[Collected data entries]

━━━━━━━━━━━━━━━━━━━━━━━━━━━━━━

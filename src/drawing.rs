use log::debug;

use crate::bbox::BBox;
use crate::geometry::Point;

/// Press / move / release tracker for drawing a box on the primary display.
/// Points arrive already converted to original-image pixels; `None` means the
/// pointer was outside the image.
#[derive(Clone, Debug)]
pub struct DragTracker {
    start: Option<Point>,
    current: Option<BBox>,
    min_size: i64,
}

impl DragTracker {
    pub fn new(min_size: i64) -> Self {
        Self { start: None, current: None, min_size }
    }

    pub fn is_dragging(&self) -> bool {
        self.start.is_some()
    }

    /// Live preview of the box being drawn.
    pub fn preview(&self) -> Option<BBox> {
        self.current
    }

    pub fn press(&mut self, at: Option<Point>) {
        if let Some(p) = at {
            debug!("drag start at ({:.1}, {:.1})", p.x, p.y);
            self.start = Some(p);
            self.current = Some(to_box(p, p));
        }
    }

    pub fn drag(&mut self, at: Option<Point>) {
        if let (Some(start), Some(p)) = (self.start, at) {
            self.current = Some(to_box(start, p));
        }
    }

    /// Ends the drag. Returns the box only if both sides reach the minimum size.
    pub fn release(&mut self) -> Option<BBox> {
        self.start = None;
        let b = self.current.take()?;
        if b.width() >= self.min_size && b.height() >= self.min_size {
            Some(b)
        } else {
            debug!("discarding {}x{} box below minimum {}", b.width(), b.height(), self.min_size);
            None
        }
    }

    pub fn cancel(&mut self) {
        self.start = None;
        self.current = None;
    }
}

fn to_box(a: Point, b: Point) -> BBox {
    BBox::from_corners(
        (a.x.round() as i64, a.y.round() as i64),
        (b.x.round() as i64, b.y.round() as i64),
    )
}

#[cfg(test)]
mod tests {
    use super::*;

    #[test]
    fn drag_produces_normalized_box() {
        let mut t = DragTracker::new(6);
        t.press(Some(Point::new(50.0, 40.0)));
        assert!(t.is_dragging());
        t.drag(Some(Point::new(20.0, 90.0)));
        assert_eq!(t.preview(), Some(BBox::new(20, 50, 40, 90)));
        assert_eq!(t.release(), Some(BBox::new(20, 50, 40, 90)));
        assert!(!t.is_dragging());
        assert_eq!(t.preview(), None);
    }

    #[test]
    fn small_boxes_are_discarded() {
        let mut t = DragTracker::new(6);
        t.press(Some(Point::new(10.0, 10.0)));
        t.drag(Some(Point::new(15.0, 100.0)));
        assert_eq!(t.release(), None);

        t.press(Some(Point::new(10.0, 10.0)));
        t.drag(Some(Point::new(16.0, 16.0)));
        assert_eq!(t.release(), Some(BBox::new(10, 16, 10, 16)));
    }

    #[test]
    fn press_outside_image_does_not_start() {
        let mut t = DragTracker::new(6);
        t.press(None);
        t.drag(Some(Point::new(100.0, 100.0)));
        assert!(!t.is_dragging());
        assert_eq!(t.release(), None);
    }

    #[test]
    fn moves_outside_keep_last_inside_box() {
        let mut t = DragTracker::new(6);
        t.press(Some(Point::new(0.0, 0.0)));
        t.drag(Some(Point::new(30.0, 30.0)));
        t.drag(None);
        assert_eq!(t.release(), Some(BBox::new(0, 30, 0, 30)));
    }
}
use std::collections::HashMap;
use std::fmt;
use std::fs::File;
use std::io::{BufRead, BufReader};
use std::path::Path;

use log::{debug, warn};

/// Axis-aligned box in original-image pixels, stored in annotation-file order.
#[derive(Clone, Copy, Debug, PartialEq, Eq, Hash)]
pub struct BBox {
    pub x1: i64,
    pub x2: i64,
    pub y1: i64,
    pub y2: i64,
}

impl BBox {
    pub fn new(x1: i64, x2: i64, y1: i64, y2: i64) -> Self {
        Self { x1, x2, y1, y2 }
    }

    /// Builds a box from two arbitrary corners, swapping so that x1 <= x2 and y1 <= y2.
    pub fn from_corners(a: (i64, i64), b: (i64, i64)) -> Self {
        Self {
            x1: a.0.min(b.0),
            x2: a.0.max(b.0),
            y1: a.1.min(b.1),
            y2: a.1.max(b.1),
        }
    }

    pub fn width(&self) -> i64 {
        self.x2 - self.x1
    }

    pub fn height(&self) -> i64 {
        self.y2 - self.y1
    }
}

impl fmt::Display for BBox {
    fn fmt(&self, f: &mut fmt::Formatter<'_>) -> fmt::Result {
        write!(f, "{} {} {} {}", self.x1, self.x2, self.y1, self.y2)
    }
}

/// Filename -> box, last line wins.
#[derive(Clone, Debug, Default)]
pub struct BBoxRegistry {
    boxes: HashMap<String, BBox>,
}

impl BBoxRegistry {
    pub fn get(&self, filename: &str) -> Option<BBox> {
        self.boxes.get(filename).copied()
    }

    pub fn insert(&mut self, filename: String, bbox: BBox) {
        if let Some(prev) = self.boxes.insert(filename.clone(), bbox) {
            debug!("bbox for {:?} overwritten ({} -> {})", filename, prev, bbox);
        }
    }

    pub fn len(&self) -> usize {
        self.boxes.len()
    }

    pub fn is_empty(&self) -> bool {
        self.boxes.is_empty()
    }

    pub fn from_lines<I, S>(lines: I) -> Self
    where
        I: IntoIterator<Item = S>,
        S: AsRef<str>,
    {
        let mut registry = Self::default();
        for line in lines {
            if let Some((name, bbox)) = parse_line(line.as_ref()) {
                registry.insert(name, bbox);
            }
        }
        registry
    }

    /// Reads an annotation file. A missing or unreadable file yields an empty registry;
    /// callers decide whether that is fatal.
    pub fn load(path: &Path) -> Self {
        let file = match File::open(path) {
            Ok(f) => f,
            Err(e) => {
                warn!("cannot open bbox file {}: {}", path.display(), e);
                return Self::default();
            }
        };
        let lines = BufReader::new(file).lines().map_while(|l| l.ok());
        Self::from_lines(lines)
    }
}

/// Parses `<filename with spaces> <label> <x1> <x2> <y1> <y2>`.
///
/// The rightmost run of four integers anchors the split: the token right before it is
/// the label and everything earlier is the filename. A filename that itself ends in
/// numeric tokens is ambiguous and splits at the rightmost parsable run.
pub fn parse_line(line: &str) -> Option<(String, BBox)> {
    let parts: Vec<&str> = line.split_whitespace().collect();
    if parts.len() < 6 {
        return None;
    }
    for i in (0..=parts.len() - 4).rev() {
        let coords: Vec<i64> = parts[i..i + 4]
            .iter()
            .map_while(|t| t.parse::<i64>().ok())
            .collect();
        if coords.len() != 4 {
            continue;
        }
        // a run at token 0 leaves no label; everything but the last token is kept
        let name_end = if i == 0 { parts.len() - 1 } else { i - 1 };
        let name = parts[..name_end].join(" ");
        return Some((name, BBox::new(coords[0], coords[1], coords[2], coords[3])));
    }
    None
}

/// One line of a per-category annotation file, without the trailing newline.
pub fn format_line(filename: &str, category: &str, bbox: BBox) -> String {
    format!("{} {} {}", filename, category, bbox)
}
use std::fs;
use std::path::Path;

use log::warn;

/// Valid categories, in file order. Each name doubles as a destination directory.
#[derive(Clone, Debug, Default)]
pub struct Categories {
    names: Vec<String>,
}

impl Categories {
    pub fn from_text(text: &str) -> Self {
        let names = text
            .lines()
            .map(str::trim)
            .filter(|s| !s.is_empty())
            .map(str::to_owned)
            .collect();
        Self { names }
    }

    /// Missing or unreadable file gives an empty list.
    pub fn load(path: &Path) -> Self {
        match fs::read_to_string(path) {
            Ok(text) => Self::from_text(&text),
            Err(e) => {
                warn!("cannot read categories file {}: {}", path.display(), e);
                Self::default()
            }
        }
    }

    pub fn contains(&self, name: &str) -> bool {
        self.names.iter().any(|c| c == name)
    }

    pub fn is_empty(&self) -> bool {
        self.names.is_empty()
    }

    pub fn len(&self) -> usize {
        self.names.len()
    }

    pub fn iter(&self) -> impl Iterator<Item = &str> {
        self.names.iter().map(String::as_str)
    }

    /// Categories containing `text`, ignoring case. Empty input matches nothing.
    pub fn completions(&self, text: &str) -> Vec<&str> {
        if text.is_empty() {
            return vec![];
        }
        let needle = text.to_lowercase();
        self.iter().filter(|c| c.to_lowercase().contains(&needle)).collect()
    }

    /// First completion that also starts with `text`, ignoring case.
    pub fn suggestion(&self, text: &str) -> Option<&str> {
        let needle = text.to_lowercase();
        self.completions(text)
            .into_iter()
            .find(|c| c.to_lowercase().starts_with(&needle))
    }
}

/// Text typed into the category field.
#[derive(Clone, Debug, Default)]
pub struct CategoryInput {
    pub text: String,
}

impl CategoryInput {
    /// Trimmed input, or the sticky category when the field is empty.
    pub fn resolve(&self, sticky: Option<&str>) -> String {
        let typed = self.text.trim();
        if typed.is_empty() {
            sticky.unwrap_or_default().to_owned()
        } else {
            typed.to_owned()
        }
    }

    /// Grey remainder to draw after the typed text, if any.
    pub fn ghost<'a>(&self, categories: &'a Categories) -> Option<&'a str> {
        if self.text.is_empty() {
            return None;
        }
        let suggestion = categories.suggestion(&self.text)?;
        // case-insensitive prefix match may not land on a char boundary
        suggestion
            .get(self.text.len()..)
            .filter(|rest| !rest.is_empty())
    }

    /// Replaces the typed text with the current suggestion.
    pub fn accept_suggestion(&mut self, categories: &Categories) -> bool {
        match categories.suggestion(&self.text) {
            Some(s) if s != self.text => {
                self.text = s.to_owned();
                true
            }
            _ => false,
        }
    }

    /// Fills the field with a picked completion; committing still takes Enter.
    pub fn choose(&mut self, category: &str) {
        self.text = category.to_owned();
    }

    pub fn clear(&mut self) {
        self.text.clear();
    }
}

#[cfg(test)]
mod tests {
    use super::*;

    fn cats() -> Categories {
        Categories::from_text("  lion \n\nleopard\nSea Lion\n\t\ncheetah\n")
    }

    #[test]
    fn trims_and_skips_blank_lines() {
        let c = cats();
        assert_eq!(c.iter().collect::<Vec<_>>(), vec!["lion", "leopard", "Sea Lion", "cheetah"]);
        assert!(c.contains("lion"));
        assert!(!c.contains(" lion "));
        assert!(!c.contains("Lion"));
    }

    #[test]
    fn missing_file_is_empty() {
        let dir = tempfile::tempdir().expect("create temp dir");
        assert!(Categories::load(&dir.path().join("categorias.txt")).is_empty());
    }

    #[test]
    fn completions_match_substrings_ignoring_case() {
        let c = cats();
        assert_eq!(c.completions("LION"), vec!["lion", "Sea Lion"]);
        assert_eq!(c.completions("e"), vec!["leopard", "Sea Lion", "cheetah"]);
        assert!(c.completions("").is_empty());
    }

    #[test]
    fn suggestion_requires_prefix() {
        let c = cats();
        assert_eq!(c.suggestion("Le"), Some("leopard"));
        assert_eq!(c.suggestion("sea"), Some("Sea Lion"));
        assert_eq!(c.suggestion("ion"), None);
    }

    #[test]
    fn ghost_shows_remaining_suffix() {
        let c = cats();
        let mut input = CategoryInput::default();
        input.text = "che".into();
        assert_eq!(input.ghost(&c), Some("etah"));
        input.text = "cheetah".into();
        assert_eq!(input.ghost(&c), None);
        assert!(!input.accept_suggestion(&c));
        input.text = "leo".into();
        assert!(input.accept_suggestion(&c));
        assert_eq!(input.text, "leopard");
    }

    #[test]
    fn choosing_a_completion_only_fills_the_field() {
        let c = cats();
        let mut input = CategoryInput::default();
        input.text = "lio".into();
        let picked = c.completions(&input.text)[1].to_owned();
        input.choose(&picked);
        assert_eq!(input.text, "Sea Lion");
        assert_eq!(input.resolve(Some("lion")), "Sea Lion");
    }

    #[test]
    fn empty_input_resolves_to_sticky_category() {
        let mut input = CategoryInput::default();
        assert_eq!(input.resolve(None), "");
        input.text = "   ".into();
        assert_eq!(input.resolve(Some("lion")), "lion");
        input.text = " leopard ".into();
        assert_eq!(input.resolve(Some("lion")), "leopard");
    }
}
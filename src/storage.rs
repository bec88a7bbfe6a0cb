use std::fs::{self, OpenOptions};
use std::io::Write;
use std::path::{Path, PathBuf};

use log::{debug, error};

use crate::error::{Result, SortError};

pub fn ensure_dir(dir: &Path) -> Result<()> {
    fs::create_dir_all(dir).map_err(|e| SortError::io("create directory", dir, e))
}

/// Moves `src` into `dest_dir`, keeping its filename. Falls back to copy + remove when
/// a rename cannot cross filesystems.
pub fn move_into(src: &Path, dest_dir: &Path) -> Result<PathBuf> {
    let name = src
        .file_name()
        .ok_or_else(|| SortError::io("move", src, std::io::Error::other("path has no file name")))?;
    let dest = dest_dir.join(name);
    if fs::rename(src, &dest).is_err() {
        fs::copy(src, &dest).map_err(|e| SortError::io("move", src, e))?;
        if let Err(e) = fs::remove_file(src) {
            if let Err(cleanup) = fs::remove_file(&dest) {
                error!("could not remove {}: {}", dest.display(), cleanup);
            }
            return Err(SortError::io("move", src, e));
        }
    }
    debug!("moved {} -> {}", src.display(), dest.display());
    Ok(dest)
}

pub fn copy_to(src: &Path, dest: &Path) -> Result<()> {
    fs::copy(src, dest).map_err(|e| SortError::io("copy", src, e))?;
    debug!("copied {} -> {}", src.display(), dest.display());
    Ok(())
}

/// Appends one line to `path`, creating the file when absent.
pub fn append_line(path: &Path, line: &str) -> Result<()> {
    let mut file = OpenOptions::new()
        .create(true)
        .append(true)
        .open(path)
        .map_err(|e| SortError::io("open", path, e))?;
    writeln!(file, "{}", line).map_err(|e| SortError::io("append to", path, e))
}

#[cfg(test)]
mod tests {
    use super::*;

    #[test]
    fn move_relocates_file() {
        let dir = tempfile::tempdir().expect("create temp dir");
        let src = dir.path().join("a b.jpg");
        fs::write(&src, b"pixels").expect("write src");
        let dest_dir = dir.path().join("cat");
        ensure_dir(&dest_dir).expect("mkdir");
        ensure_dir(&dest_dir).expect("mkdir twice");

        let dest = move_into(&src, &dest_dir).expect("move");
        assert_eq!(dest, dest_dir.join("a b.jpg"));
        assert!(!src.exists());
        assert_eq!(fs::read(&dest).expect("read dest"), b"pixels");
    }

    #[test]
    fn move_of_missing_file_fails() {
        let dir = tempfile::tempdir().expect("create temp dir");
        let err = move_into(&dir.path().join("gone.jpg"), dir.path()).unwrap_err();
        assert!(matches!(err, SortError::Io { action: "move", .. }));
    }

    #[test]
    fn append_creates_then_accumulates() {
        let dir = tempfile::tempdir().expect("create temp dir");
        let path = dir.path().join("bbox.txt");
        append_line(&path, "a.jpg cat 1 2 3 4").expect("append");
        append_line(&path, "b.jpg cat 5 6 7 8").expect("append");
        assert_eq!(
            fs::read_to_string(&path).expect("read"),
            "a.jpg cat 1 2 3 4\nb.jpg cat 5 6 7 8\n"
        );
    }

    #[test]
    fn copy_leaves_source() {
        let dir = tempfile::tempdir().expect("create temp dir");
        let src = dir.path().join("a.jpg");
        fs::write(&src, b"x").expect("write");
        copy_to(&src, &dir.path().join("a_1.jpg")).expect("copy");
        assert!(src.exists());
        assert!(dir.path().join("a_1.jpg").exists());
    }
}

━━━━━━━━━━━━━━━━━━━━━━━━━━━━━━

• _WHAT YOU WILL DO_:
Look for the word "original" in the data, then return every line that contains it.

• _REPLY_:
/// Points arrive already converted to original-image pixels; `None` means the
/// Axis-aligned box in original-image pixels, stored in annotation-file order.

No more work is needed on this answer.